相変わらず、リュクレスの笑顔はソルの胸を突く。
他愛もない話に、気落ちした様子は少し取れたが、ドクターと暗室から出てきてから、リュクレスの表情は冴えない。
笑っていても、彼女の瞳は口ほどに物をいう。
ソルは表情を変えず、気が付かないふりでリュクレスを見た。
「では、お兄さんから一言」
「はい?なんでしょう」
「他に、言いたいことがあるのでしょう?」
眼を見開いたリュクレスにソルは珍しく笑いかける。
「君の眼は嘘がつけないんですよ」
藍緑の瞳が曇るのは、あまり見たくない。彼女は能天気に笑っていた方がいい。
リュクレスは口ごもり、何度か、言葉を選び直しながら、口を開いた。
「あの……ノルドグレーンまでは、どうやって行けばいいんでしょうか?」
思わぬ言葉に、ソルが眉を顰める。
里帰りしたくなったのか?ならば単純な話だ。
「行きたいのでしたら、主に」
リュクレスは、ソルの言葉を慌てて遮った。
「ちがっ…違いますっ。えっと、帰るのに帰り方がわからないから…」
帰る?
まさか。
「……お一人で?」
「…?…はい」
リュクレスをまじまじと見つめて、ソルはため息を吐いた。
「たぶん、教えても意味がないので、やめておきます」
「え?」
戸惑う少女に、駄目押しの如く重ねて告げる。
「貴女が一人で帰ることはありえませんから。無意味です」
「どうして…ですか?」
リュクレスは本当にわかっていないのだろう。
「あ…もしかして、私、ヴィルヘルム様に売られたんですか?だったら、ちゃんとお金の分、働かなくちゃいけないですね…」
ここに来たのは父親の意向だった。そして、彼は人身売買をしていた人だ。
思いつかなかったと肩を落とすリュクレスに、ぎょっとしてソルは顔を引きつらせた。
リュクレスがそんなふうに思うなど、思ってもみなかったから、慌ててそれを否定する。
「違います。やめてくださいよ、使用人として働きますなんて、間違っても言わないでくださいね」
「えー…と…」
困ったような表情に、ソルこそ困って苦笑いだ。
何となく、彼女の思考は読めた。
迷惑を掛けていると申し訳なさそうに思っているのも知っている。
「理由は、主に聞いてもらった方がいい。ほら、ちょうど戻ってきましたよ」
顎をしゃくり、その先を示せば、医院から出てきたヴィルヘルムがそこに居る。
その姿をみて表情を曇らせたリュクレスが、今の話をヴィルヘルムに打ち明けられるとは、ソルには思えなかったけれど。

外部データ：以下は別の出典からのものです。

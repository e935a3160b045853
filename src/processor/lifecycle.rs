//! Run-scoped plumbing shared by every pipeline task: the run token, fatal
//! error propagation, the metrics reporter and panic supervision.

use crate::runtime::fatal::FatalErrorHandler;
use crate::runtime::telemetry::{self, Telemetry};
use futures::FutureExt;
use std::any::Any;
use std::future::Future;
use std::sync::Arc;
use std::time::Duration;
use tokio::task::JoinHandle;
use tokio_util::sync::CancellationToken;

pub(crate) struct LifecycleHandles {
    pub run_token: CancellationToken,
    fatal_handler: Arc<FatalErrorHandler>,
    metrics_handle: Option<JoinHandle<()>>,
}

pub(crate) struct LifecycleSpawnParams<'a> {
    pub shutdown_root: &'a CancellationToken,
    pub telemetry: Arc<Telemetry>,
    pub metrics_interval: Duration,
}

impl LifecycleHandles {
    pub(crate) fn spawn(params: LifecycleSpawnParams<'_>) -> Self {
        let LifecycleSpawnParams {
            shutdown_root,
            telemetry,
            metrics_interval,
        } = params;

        let run_token = shutdown_root.child_token();
        let fatal_handler = Arc::new(FatalErrorHandler::new(
            shutdown_root.clone(),
            run_token.clone(),
        ));
        let metrics_handle =
            telemetry::spawn_metrics_reporter(telemetry, run_token.clone(), metrics_interval);

        Self {
            run_token,
            fatal_handler,
            metrics_handle: Some(metrics_handle),
        }
    }

    pub(crate) fn fatal_handler(&self) -> Arc<FatalErrorHandler> {
        self.fatal_handler.clone()
    }

    pub(crate) async fn shutdown(mut self) {
        self.run_token.cancel();
        if let Some(handle) = self.metrics_handle.take() {
            if let Err(err) = handle.await {
                tracing::warn!(error = %err, "metrics reporter task panicked");
            }
        }
    }
}

/// Spawns a pipeline task whose panic is turned into a fatal error instead
/// of silently killing the task.
pub(crate) fn spawn_supervised<Fut>(
    task: String,
    fatal_handler: Arc<FatalErrorHandler>,
    future: Fut,
) -> JoinHandle<()>
where
    Fut: Future<Output = ()> + Send + 'static,
{
    tokio::spawn(async move {
        let result = std::panic::AssertUnwindSafe(future).catch_unwind().await;

        if let Err(panic_payload) = result {
            let panic_msg = panic_message(panic_payload.as_ref());
            tracing::error!(task = %task, panic = %panic_msg, "pipeline task panicked");
            let context = format!("{task} panicked");
            fatal_handler.trigger_external(
                context.as_str(),
                anyhow::anyhow!("{task} panicked: {panic_msg}"),
            );
        }
    })
}

fn panic_message(panic: &(dyn Any + Send)) -> String {
    if let Some(message) = panic.downcast_ref::<&str>() {
        (*message).to_string()
    } else if let Some(message) = panic.downcast_ref::<String>() {
        message.clone()
    } else {
        "unknown panic payload".to_string()
    }
}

フェロー医師と主人の会話の内容が読めて、ソルはわからないようにため息をついた。
肝心なことを娘に伝えられていない将軍に、その理由を理解しつつも。
(これで逃がしたら、ヘタレ将軍と呼ぶからな)
きっと、幼馴染にもいろいろ言われたであろう男に向かい、従者は心の中で毒づいた。